Wie war es schwer, das Thema Alzheimer zu benennen? Es war quälend schwierig, einen Angehörigen zu pflegen und die Contenance zu halten zwischen der Kaschierung der Verwirrung des Vaters oder der schieren Verzweiflung ob der Herausforderungen, welche die geistig abbauende Mutter an einen stellte.

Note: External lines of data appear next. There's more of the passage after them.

mod import_bible;

use std::env;
use std::path::PathBuf;
use std::process::exit;
use std::sync::Arc;

use anyhow::Result;
use clap::{Parser, Subcommand};
use dotenvy::dotenv;

use biblia_backend::book_index::BookNameResolver;
use biblia_backend::reference_parser::ReferenceParser;
use biblia_backend::{api, get_app_data, init_app_data, logger};

#[derive(Parser, Debug)]
#[command(author, version, about = "Biblia self-hosted CLI", long_about = None)]
#[command(propagate_version = true)]
struct Cli {
    /// Optional path to the data directory holding biblia.sqlite3.
    /// If not provided, the BIBLIA_DIR environment variable will be used.
    #[arg(long, global = true, value_name = "DIRECTORY_PATH", env = "BIBLIA_DIR")]
    biblia_dir: Option<PathBuf>,

    #[command(subcommand)]
    command: Commands,
}

#[derive(Subcommand, Debug)]
enum Commands {
    /// Run the HTTP API server
    Serve,

    /// Import a Bible JSON file ([{abbrev, chapters: [[verse text]]}])
    /// as a new version
    #[command(arg_required_else_help = true)]
    ImportJson {
        /// Path to the JSON file
        #[arg(value_name = "FILE_PATH")]
        path: PathBuf,

        /// Version abbreviation, e.g. "ARA"
        #[arg(long, default_value = "ARA")]
        version_abbrev: String,

        /// Full version name
        #[arg(long, default_value = "Almeida Revista e Atualizada")]
        version_name: String,

        /// Import the version as inactive
        #[arg(long, default_value_t = false)]
        inactive: bool,
    },

    /// Parse a reference string and print the verse lookups it denotes
    #[command(arg_required_else_help = true)]
    Parse {
        /// Reference string, e.g. "João 3:16-18; 1Pe 2:22"
        reference: String,
    },

    /// Parse a reference string and print verse texts from the local store
    #[command(arg_required_else_help = true)]
    Verse {
        /// Reference string, e.g. "João 3:16-18; 1Pe 2:22"
        reference: String,

        /// Version abbreviation to read from
        #[arg(long, default_value = "ARA")]
        versao: String,
    },
}

fn main() {
    if dotenv().is_err() {
        println!("Info: No .env file found or failed to load.");
    }
    logger::init();

    let cli = Cli::parse();

    if let Some(dir) = &cli.biblia_dir {
        // Safety: set before any threads are spawned; the backend reads
        // BIBLIA_DIR when resolving the database path.
        unsafe {
            env::set_var("BIBLIA_DIR", dir);
        }
    }

    let res = match cli.command {
        Commands::Serve => cmd_serve(),
        Commands::ImportJson { path, version_abbrev, version_name, inactive } => {
            import_bible::import_bible_json(&path, &version_abbrev, &version_name, !inactive)
        }
        Commands::Parse { reference } => cmd_parse(&reference),
        Commands::Verse { reference, versao } => cmd_verse(&reference, &versao),
    };

    if let Err(e) = res {
        eprintln!("Error: {:#}", e);
        exit(1);
    }
}

fn cmd_serve() -> Result<()> {
    init_app_data()?;
    api::start_webserver()?;
    Ok(())
}

fn cmd_parse(reference: &str) -> Result<()> {
    let resolver = Arc::new(BookNameResolver::fallback_only());
    let parser = ReferenceParser::new(resolver);

    let refs = parser.parse(reference)?;
    for r in &refs {
        println!("{}", r);
    }
    println!("{} verse reference(s)", refs.len());
    Ok(())
}

fn cmd_verse(reference: &str, versao: &str) -> Result<()> {
    init_app_data()?;
    let app_data = get_app_data();

    let refs = app_data.parser.parse(reference)?;
    for r in refs {
        let text = app_data
            .dbm
            .bible
            .get_verse_text(versao, &r.book_abbrev, r.chapter, r.verse)?;
        match text {
            Some(t) => println!("{} {}:{} ({})  {}", r.book_abbrev, r.chapter, r.verse, versao, t),
            None => println!("{} {}:{} ({})  [not found]", r.book_abbrev, r.chapter, r.verse, versao),
        }
    }
    Ok(())
}
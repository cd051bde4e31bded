//! Argument grammars for the commands that take structured arguments.
//!
//! Numbers are read the way an operator expects from a C-style monitor:
//! leading digits count, trailing garbage is ignored.
use crate::error::Error;

/// Reads an optionally signed decimal integer from the start of `s`, skipping leading whitespace.
/// Returns None if there are no digits.
pub fn leading_int(s: &str) -> Option<i64> {
    let s = s.trim_start();
    let (negative, digits) = match s.as_bytes().first() {
        Some(b'-') => (true, &s[1..]),
        Some(b'+') => (false, &s[1..]),
        _ => (false, s),
    };
    let end = digits.find(|c: char| !c.is_ascii_digit()).unwrap_or(digits.len());
    if end == 0 {
        return None;
    }
    let magnitude = digits[..end]
        .bytes()
        .fold(0i64, |acc, d| acc.saturating_mul(10).saturating_add((d - b'0') as i64));
    Some(if negative { -magnitude } else { magnitude })
}

/// Reads leading hex digits; anything else ends the number. No digits reads as 0.
pub fn leading_hex(s: &str) -> u32 {
    s.chars()
        .map_while(|c| c.to_digit(16))
        .fold(0u32, |acc, d| acc.wrapping_shl(4) | d)
}

/// `x N 0xADDR`: dump N four-byte words starting at ADDR.
#[derive(Debug, PartialEq, Eq)]
pub struct DumpRequest {
    /// number of words
    pub count: u32,
    pub address: u32,
    /// the address exactly as the operator typed it
    pub label: String,
}

impl DumpRequest {
    /// Parses the `x` arguments.
    /// Ok(None) means an argument is missing and the command does nothing.
    /// An address without the 0x prefix is an error that ends the session.
    pub fn parse(args: Option<&str>) -> Result<Option<DumpRequest>, Error> {
        let mut tokens = args.unwrap_or("").split_whitespace();
        let (count, addr) = match (tokens.next(), tokens.next()) {
            (Some(count), Some(addr)) => (count, addr),
            _ => return Ok(None),
        };
        let hex = match addr.strip_prefix("0x") {
            Some(hex) if !hex.is_empty() => hex,
            _ => return Err(syntax_err!("x: the address must start with 0x, got \"{}\"", addr)),
        };
        let count = leading_int(count).unwrap_or(0).clamp(0, u32::MAX as i64) as u32;
        Ok(Some(DumpRequest {
            count,
            address: leading_hex(hex),
            label: addr.to_string(),
        }))
    }
}

/// `si [N]`: N defaults to 1 when absent or unparsable.
/// A negative N wraps to the unsigned step count, i.e. runs until the machine halts.
pub fn step_count(args: Option<&str>) -> u64 { args.and_then(leading_int).map_or(1, |n| n as u64) }
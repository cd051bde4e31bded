use crate::error::Error;
use rustyline::{error::ReadlineError, DefaultEditor};

/// Where the command loop gets its input from.
pub trait LineSource {
    /// Returns the next line, or None once the input is exhausted.
    fn read_line(&mut self, prompt: &str) -> Result<Option<String>, Error>;
}

/// Interactive input with line editing and history.
pub struct Readline {
    editor: DefaultEditor,
}

impl Readline {
    pub fn new() -> Result<Readline, Error> {
        Ok(Readline {
            editor: DefaultEditor::new()?,
        })
    }
}

impl LineSource for Readline {
    fn read_line(&mut self, prompt: &str) -> Result<Option<String>, Error> {
        match self.editor.readline(prompt) {
            Ok(line) => {
                if !line.is_empty() {
                    _ = self.editor.add_history_entry(line.as_str());
                }
                Ok(Some(line))
            }
            Err(ReadlineError::Eof) => Ok(None),
            // ctrl-c abandons the current line
            Err(ReadlineError::Interrupted) => Ok(Some(String::new())),
            Err(e) => Err(e.into()),
        }
    }
}

/// Canned input for driving the command loop in tests.
#[cfg(test)]
pub struct Script {
    lines: std::collections::VecDeque<String>,
    pub reads: usize,
}

#[cfg(test)]
impl Script {
    pub fn new(lines: &[&str]) -> Script {
        Script {
            lines: lines.iter().map(|l| l.to_string()).collect(),
            reads: 0,
        }
    }
    pub fn remaining(&self) -> usize { self.lines.len() }
}

#[cfg(test)]
impl LineSource for Script {
    fn read_line(&mut self, _prompt: &str) -> Result<Option<String>, Error> {
        self.reads += 1;
        Ok(self.lines.pop_front())
    }
}
use clap::Parser;
use clap_num::maybe_hex;
use lazy_static::lazy_static;

#[derive(Parser, Debug)]
#[command(author,version,about,long_about=None)]
pub struct Args {
    /// Raw binary image to load at the memory base (a built-in image is used if omitted)
    pub image: Option<String>,

    /// Run the program to completion without the interactive monitor
    #[arg(short, long)]
    pub batch: bool,

    /// Write executed instructions and diagnostics to this log file
    #[arg(short, long)]
    pub log: Option<String>,

    /// Physical address at which memory (and the image) begins (hex ok with '0x')
    #[arg(long,value_parser=maybe_hex::<u32>, default_value_t=0x8000_0000_u32)]
    pub mem_base: u32,

    /// Size of physical memory in bytes (hex ok with '0x')
    #[arg(long,value_parser=maybe_hex::<u32>, default_value_t=0x0800_0000_u32)]
    pub mem_size: u32,

    /// Drain pending keyboard input before dispatching each command
    #[arg(long)]
    pub device: bool,

    /// Trace each machine instruction as it is executed
    #[arg(short, long)]
    pub trace: bool,

    /// Enable verbose output
    #[arg(short, long)]
    pub verbose: bool,
}

lazy_static! {
    pub static ref ARGS: Args = if cfg!(test) {
        // manually set parameters for running tests
        Args::parse_from(["test"])
    } else {
        Args::parse()
    };
}

pub fn init() {
    if let Some(path) = ARGS.log.as_ref() {
        match crate::logger::global().open(path) {
            Ok(()) => info!("Logging to {}", path),
            Err(e) => warn!("Failed to open log file {}: {}", path, e),
        }
    }
}
pub fn batch() -> bool { ARGS.batch }
pub fn trace() -> bool { ARGS.trace }
pub fn device() -> bool { ARGS.device }
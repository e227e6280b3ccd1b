//! Encoded QR code for a short link.

use base64::Engine;
use base64::engine::general_purpose::STANDARD;

/// QR code derived from a short URL.
///
/// Holds the PNG payload used for downloads and a text rendering for the
/// terminal. Both are derived from `content` and never persisted.
#[derive(Debug, Clone, PartialEq, Eq)]
pub struct QrImage {
    pub content: String,
    pub png: Vec<u8>,
    pub terminal: String,
}

impl QrImage {
    pub fn new(content: impl Into<String>, png: Vec<u8>, terminal: String) -> Self {
        Self {
            content: content.into(),
            png,
            terminal,
        }
    }

    /// `data:` URL carrying the PNG, suitable for embedding in HTML.
    pub fn data_url(&self) -> String {
        format!("data:image/png;base64,{}", STANDARD.encode(&self.png))
    }
}
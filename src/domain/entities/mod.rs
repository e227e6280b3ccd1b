//! Core domain entities.
//!
//! Plain data carried between the UI components. All of them are transient:
//! built per request/response cycle and dropped with the page.
//!
//! - [`Theme`] - Light/dark UI theme and its reducer
//! - [`ShortenRequest`] / [`ShortenResult`] - Shortening endpoint payloads
//! - [`PlatformShare`] - One analytics chart segment
//! - [`QrImage`] - QR code rendered for a short link

pub mod platform_share;
pub mod qr_image;
pub mod short_link;
pub mod theme;

pub use platform_share::{PlatformShare, PlatformSummary};
pub use qr_image::QrImage;
pub use short_link::{ShortenRequest, ShortenResponseBody, ShortenResult, is_valid_url};
pub use theme::{Theme, ThemeAction};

Alle überfordert, alle stigmatisiert, kein Verstehen zu erwarten, und Lösungen schon gar nicht.
Oder Autismus… Wie erklären und selbst verstehen, dass das Kind in einer eigenen Welt gefangen blieb, während wir von aussen aus es betrachten mit einer Mischung zwischen Faszination für bestimmte Auffassungsgaben und der Befremdung über die Blockade gegenüber jeder menschlichen Berührung… und dann legt eine Gesellschaft irgendwie den Schalter um, und scheinbar innert weniger Jahre gibt es plötzlich Kinofilme zum Thema Altersdemenz – und ganze populäre Serien, in denen Autisten eine markante Neben- oder sogar die Hauptrolle spielen. Und wo vorher Unwissen und Verdrängung oder einfach Nichtbeachtung war, eifern nun Hashtags in den asozialen Medien dem Phänomen nach, eifrig bemüht, etwas vom Trend mitzunehmen und Beachtung zu erhalten. Wie fragwürdig das auch sein mag, eindeutig kann man feststellen: Welch Laune des Schicksals, einen Angehörigen mit einer solchen Aufgabe zu versehen – und das nicht heute, sondern vor zwanzig Jahren. Wie bizarr muss es sein, als Betroffener zurück zu blicken und sich zu fragen, wie viel leichter es gewesen wäre, auch als Pflegende und Begleiter genügend Kraft zu haben, wäre betroffenen Menschen schon damals menschlicher und verständnisvoller begegnet worden.
Und während wir als Gesellschaft auf den Wogen der Launen von Beachtung oder Ignoranz oder gar Stigmatisierung dahin dümpeln, wünsche ich Menschen, die gerade jetzt und heute einen solchen Kampf im Grau unserer Missachtung führen, dass wir alle, wenn wir mit uns Fremdem konfrontiert werden, einfach mal mutmassen, dass das störende Etwas, das bei einem mir bekannten Menschen nicht „funktioniert“, mehr eine Herausforderung für mein Unwissen ist als eine Zumutung. Jedes Stigma ist von Menschen gemacht. Und damit grausam.